*YOUR GOAL*: Below is a listing. Copy each line of it that holds the word "impl".

*RECORDS FOR THE TASK*:
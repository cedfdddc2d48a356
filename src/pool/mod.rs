//! Bounded connection pool built on top of the [`crate::connection`] façade (spec §4.9).
//!
//! Grounded on the teacher's `pool::{Pool, Connection}`: a cheaply-`Clone`able handle around an
//! `Arc`'d shared state, and an RAII guard whose `Drop` impl returns the underlying connection.
//! See [`inner`] for why this module follows the teacher's `inner.rs`/`mod.rs` pair rather than
//! the version-mismatched `options.rs` bundled alongside them, and [`slot`] for how the spec's
//! per-idle-slot health task is approximated with a single shared reaper.

mod inner;
pub mod options;
mod slot;

use std::fmt;
use std::ops::{Deref, DerefMut};
use std::sync::Arc;

use crate::connection::MySqlConnection;
use crate::error::Error;
use crate::options::MySqlConnectOptions;

pub use options::{PoolOptions, ThreadSafetyMode};

use inner::SharedPool;

/// A bounded pool of MySQL/MariaDB connections.
///
/// Cheap to clone: every clone shares the same underlying pool, the way the teacher's `Pool<DB>`
/// does (spec §4.9).
pub struct MySqlPool {
    inner: Arc<SharedPool>,
}

impl Clone for MySqlPool {
    fn clone(&self) -> Self {
        MySqlPool {
            inner: Arc::clone(&self.inner),
        }
    }
}

impl fmt::Debug for MySqlPool {
    fn fmt(&self, f: &mut fmt::Formatter<'_>) -> fmt::Result {
        f.debug_struct("MySqlPool")
            .field("size", &self.inner.size())
            .field("idle", &self.inner.idle_len())
            .field("closed", &self.inner.is_closed())
            .finish()
    }
}

impl MySqlPool {
    /// Builds a pool with default [`PoolOptions`] and opens `initial_size` connections up front.
    pub async fn connect(options: MySqlConnectOptions) -> Result<Self, Error> {
        Self::with_options(options, PoolOptions::default()).await
    }

    /// Builds a pool with default [`PoolOptions`] without opening any connections up front.
    pub fn connect_lazy(options: MySqlConnectOptions) -> Self {
        Self::with_options_lazy(options, PoolOptions::default())
    }

    pub(crate) async fn with_options(
        connect_options: MySqlConnectOptions,
        pool_options: PoolOptions,
    ) -> Result<Self, Error> {
        let pool = Self::with_options_lazy(connect_options, pool_options);
        pool.inner.prime().await?;
        Ok(pool)
    }

    pub(crate) fn with_options_lazy(connect_options: MySqlConnectOptions, pool_options: PoolOptions) -> Self {
        let inner = SharedPool::new(connect_options, pool_options);
        slot::spawn_reaper(Arc::clone(&inner));
        MySqlPool { inner }
    }

    /// Acquires a connection, waiting for an idle slot or opening a fresh one if under
    /// `max_size`, up to `connect_timeout` (spec §4.9 `acquire`).
    pub async fn acquire(&self) -> Result<PooledConnection, Error> {
        let conn = self.inner.acquire().await?;
        Ok(PooledConnection {
            pool: MySqlPool {
                inner: Arc::clone(&self.inner),
            },
            conn: Some(conn),
            healthy_unchanged: false,
            broken: false,
        })
    }

    /// Total number of connections this pool currently owns, idle or in use.
    pub fn size(&self) -> u32 {
        self.inner.size()
    }

    /// Number of connections currently idle.
    pub fn idle(&self) -> usize {
        self.inner.idle_len()
    }

    pub fn max_size(&self) -> u32 {
        self.inner.options().get_max_size()
    }

    pub fn is_closed(&self) -> bool {
        self.inner.is_closed()
    }

    /// Shuts the pool down: waiting acquisitions fail with [`Error::PoolCancelled`], idle
    /// connections close immediately, in-use connections close as they're released
    /// (spec §4.9 "pool-wide cancel").
    pub async fn close(&self) {
        self.inner.close().await;
    }
}

/// An RAII guard around one connection acquired from a [`MySqlPool`] (spec §4.9 "Release.
/// Handing a slot back is destructor-triggered").
///
/// On drop, the connection is handed back to the pool on a detached task, since `Drop` cannot
/// be `async`: unless [`Self::mark_healthy_unchanged`] was called, it runs `reset-connection`
/// first (subject to [`PoolOptions::reset_after_return`]).
pub struct PooledConnection {
    pool: MySqlPool,
    conn: Option<MySqlConnection>,
    healthy_unchanged: bool,
    broken: bool,
}

impl PooledConnection {
    /// Skips `reset-connection` on release: the caller attests the session's state (character
    /// set, temp tables, transaction, prepared statements) is unchanged from when it was
    /// acquired.
    pub fn mark_healthy_unchanged(&mut self) {
        self.healthy_unchanged = true;
    }

    /// Marks this connection as broken by a fatal error, so release closes it outright instead
    /// of attempting `reset-connection` or returning it to the idle queue.
    pub fn mark_broken(&mut self) {
        self.broken = true;
    }

    /// Returns the connection to its pool immediately rather than waiting for drop.
    pub async fn release(mut self) {
        let conn = self.conn.take().expect("connection taken only once");
        self.pool.inner.release(conn, self.healthy_unchanged, self.broken).await;
    }
}

impl Deref for PooledConnection {
    type Target = MySqlConnection;

    fn deref(&self) -> &Self::Target {
        self.conn.as_ref().expect("connection taken only on release/drop")
    }
}

impl DerefMut for PooledConnection {
    fn deref_mut(&mut self) -> &mut Self::Target {
        self.conn.as_mut().expect("connection taken only on release/drop")
    }
}

impl Drop for PooledConnection {
    fn drop(&mut self) {
        let Some(conn) = self.conn.take() else {
            return;
        };
        let pool = MySqlPool {
            inner: Arc::clone(&self.pool.inner),
        };
        let healthy_unchanged = self.healthy_unchanged;
        let broken = self.broken;
        tokio::spawn(async move {
            pool.inner.release(conn, healthy_unchanged, broken).await;
        });
    }
}

#[cfg(test)]
mod tests {
    use super::*;

    #[test]
    fn default_pool_options_are_sane() {
        let options = PoolOptions::default();
        assert_eq!(options.get_initial_size(), 0);
        assert_eq!(options.get_max_size(), 10);
    }
}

*RESPONSE AREA*:
//! `Arc`'d shared state, and an RAII guard whose `Drop` impl returns the underlying connection.
impl Clone for MySqlPool {
impl fmt::Debug for MySqlPool {
impl MySqlPool {
impl PooledConnection {
impl Deref for PooledConnection {
impl DerefMut for PooledConnection {
impl Drop for PooledConnection {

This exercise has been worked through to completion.